# Network timeouts and disconnects under load



## mart (Dec 30, 2008)

*Q:  *What's the best way to discover the cause of network timeouts?

*Background:  *Under regular load my network connection appears to work fine.  However, after ~15mins of heavy load I get network timeouts, disconnections, and can't even ping local addresses.  After about 4-5 minutes of complete inactivity, things will start up again, but only for a further minute or so.  This pattern repeats (1 min of connection, 4-5 mins of timeouts) until I reboot (ifconfig down/up doesn't clear things up).  During this time, only this machines connection seems to be affected - I can connect to the outside and maintain a good connection from other machines (so long as I bypass this machine).

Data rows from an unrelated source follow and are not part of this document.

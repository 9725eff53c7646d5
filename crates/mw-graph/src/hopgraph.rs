use std::collections::BTreeMap;

use mw_core::errors::{ErrorInfo, MwError};
use mw_core::{chord_distance_km, CoordKey, GeoPoint, NodeId};
use serde::{Deserialize, Serialize};

/// A tower node with its first-sighted coordinates and elevation.
#[derive(Debug, Clone, PartialEq, Serialize, Deserialize)]
pub struct Tower {
    /// Identifier assigned on first sighting of the coordinate pair.
    pub id: NodeId,
    /// Location of the tower in decimal degrees.
    pub point: GeoPoint,
    /// Elevation as reported upstream; opaque text, often empty.
    pub elevation: String,
}

/// One sighting of a tower inside a hop record, before dedup.
#[derive(Debug, Clone, PartialEq, Serialize, Deserialize)]
pub struct TowerSighting {
    /// Location in decimal degrees.
    pub point: GeoPoint,
    /// Elevation text carried along unmodified.
    pub elevation: String,
}

impl TowerSighting {
    /// Creates a sighting from a point and elevation text.
    pub fn new(point: GeoPoint, elevation: impl Into<String>) -> Self {
        Self {
            point,
            elevation: elevation.into(),
        }
    }
}

/// A directed transmitter-to-receiver link.
#[derive(Debug, Clone, PartialEq, Serialize, Deserialize)]
pub struct HopLink {
    /// Ground chord length in kilometers, computed once at creation.
    pub length_km: f64,
    /// Operating frequencies, append-only across merges.
    pub frequencies: Vec<String>,
}

/// Directed multigraph of microwave hops with coordinate-deduplicated nodes.
///
/// The builder owns its node index, id counter, and edge table; the graph is
/// append-only during construction and is never mutated afterwards except to
/// derive an [`UndirectedView`](crate::UndirectedView) for path queries.
#[derive(Debug, Clone, Default)]
pub struct HopGraph {
    towers: Vec<Tower>,
    index: BTreeMap<CoordKey, NodeId>,
    edges: BTreeMap<(NodeId, NodeId), HopLink>,
}

impl HopGraph {
    /// Creates an empty graph.
    pub fn new() -> Self {
        Self::default()
    }

    /// Adds one hop, deduplicating endpoints and merging repeated links.
    ///
    /// An endpoint whose coordinate key is unseen gets the next sequential
    /// id. Re-adding an existing transmitter/receiver pair appends the new
    /// frequencies to the stored link; the length is not recomputed.
    pub fn add_hop(
        &mut self,
        transmitter: TowerSighting,
        receiver: TowerSighting,
        frequencies: Vec<String>,
    ) -> (NodeId, NodeId) {
        let length_km = chord_distance_km(&transmitter.point, &receiver.point);
        let tx = self.intern(transmitter);
        let rx = self.intern(receiver);
        match self.edges.get_mut(&(tx, rx)) {
            Some(link) => link.frequencies.extend(frequencies),
            None => {
                self.edges.insert(
                    (tx, rx),
                    HopLink {
                        length_km,
                        frequencies,
                    },
                );
            }
        }
        (tx, rx)
    }

    fn intern(&mut self, sighting: TowerSighting) -> NodeId {
        let key = sighting.point.key();
        if let Some(id) = self.index.get(&key) {
            return *id;
        }
        let id = NodeId::from_raw(self.towers.len() as u64);
        self.index.insert(key, id);
        self.towers.push(Tower {
            id,
            point: sighting.point,
            elevation: sighting.elevation,
        });
        id
    }

    /// Number of distinct towers.
    pub fn node_count(&self) -> usize {
        self.towers.len()
    }

    /// Number of directed links.
    pub fn edge_count(&self) -> usize {
        self.edges.len()
    }

    /// Returns the tower with the given id.
    pub fn tower(&self, id: NodeId) -> Result<&Tower, MwError> {
        self.towers.get(id.as_raw() as usize).ok_or_else(|| {
            MwError::Graph(
                ErrorInfo::new("unknown-node", "node does not exist")
                    .with_context("node", id.as_raw()),
            )
        })
    }

    /// Looks up a tower id by coordinate key.
    pub fn lookup(&self, key: &CoordKey) -> Option<NodeId> {
        self.index.get(key).copied()
    }

    /// Iterates towers in ascending id order.
    pub fn towers(&self) -> impl Iterator<Item = &Tower> {
        self.towers.iter()
    }

    /// Iterates directed links in ascending (transmitter, receiver) order.
    pub fn links(&self) -> impl Iterator<Item = (NodeId, NodeId, &HopLink)> {
        self.edges
            .iter()
            .map(|((tx, rx), link)| (*tx, *rx, link))
    }

    /// Returns the directed link between two towers, if present.
    pub fn link(&self, tx: NodeId, rx: NodeId) -> Option<&HopLink> {
        self.edges.get(&(tx, rx))
    }

    pub(crate) fn restore_tower(&mut self, tower: Tower) -> Result<(), MwError> {
        if tower.id.as_raw() as usize != self.towers.len() {
            return Err(MwError::Graph(
                ErrorInfo::new("non-sequential-node", "node ids must be dense and ordered")
                    .with_context("node", tower.id.as_raw())
                    .with_context("expected", self.towers.len()),
            ));
        }
        self.index.insert(tower.point.key(), tower.id);
        self.towers.push(tower);
        Ok(())
    }

    pub(crate) fn restore_link(
        &mut self,
        tx: NodeId,
        rx: NodeId,
        link: HopLink,
    ) -> Result<(), MwError> {
        self.tower(tx)?;
        self.tower(rx)?;
        self.edges.insert((tx, rx), link);
        Ok(())
    }
}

*How I'm stressing the connection:  *32 simultaneous SSL connections to my nntp provider.  Maxing out at ~1.0MB/s total.  No ISP or news provider caps, and my machine / net interface should comfortably sustain this without issue (as it has on other operating systems).  I've attempted the same load with two different nntp apps.  Same result.  Top shows my machine, memory and swap are all fine before and during these periods.  Router shows no dropped packets or network errors.

*Things I've tried:*

pf      enabled / disabled - no effect.
dnsmasq enabled / disabled - no effect.
different apps - no effect.
sysclt tuning - no effect.

I tried tuning network sysctl options as described in the handbook, 'man tuning' and some of the more sensible online howtos.  Same behavior.

I've been trying to get to the bottom of this for a few days, and am now out of ideas.  I'm currently having to reboot my machine every 30 mins or so to clear these connections.

It _feels_ like I'm filling buffers faster than I'm clearing them, or exceeding some hard limit, but that isn't supported by the sysctl tuning I've attempted.  It seems I might need to learn some lower level tools to determine the cause.  

7.0-RELEASE-p7, all packages fully up-to-date.

Ideas anyone?


----------



## r-c-e (Jan 1, 2009)

Perhaps you're maxing out mbuf clusters? What does "netstat -m" show you?


----------



## mart (Jan 1, 2009)

r-c-e said:
			
		

> Perhaps you're maxing out mbuf clusters? What does "netstat -m" show you?



Thanks r-c-e, netstat -m is _exactly_ what I was looking for.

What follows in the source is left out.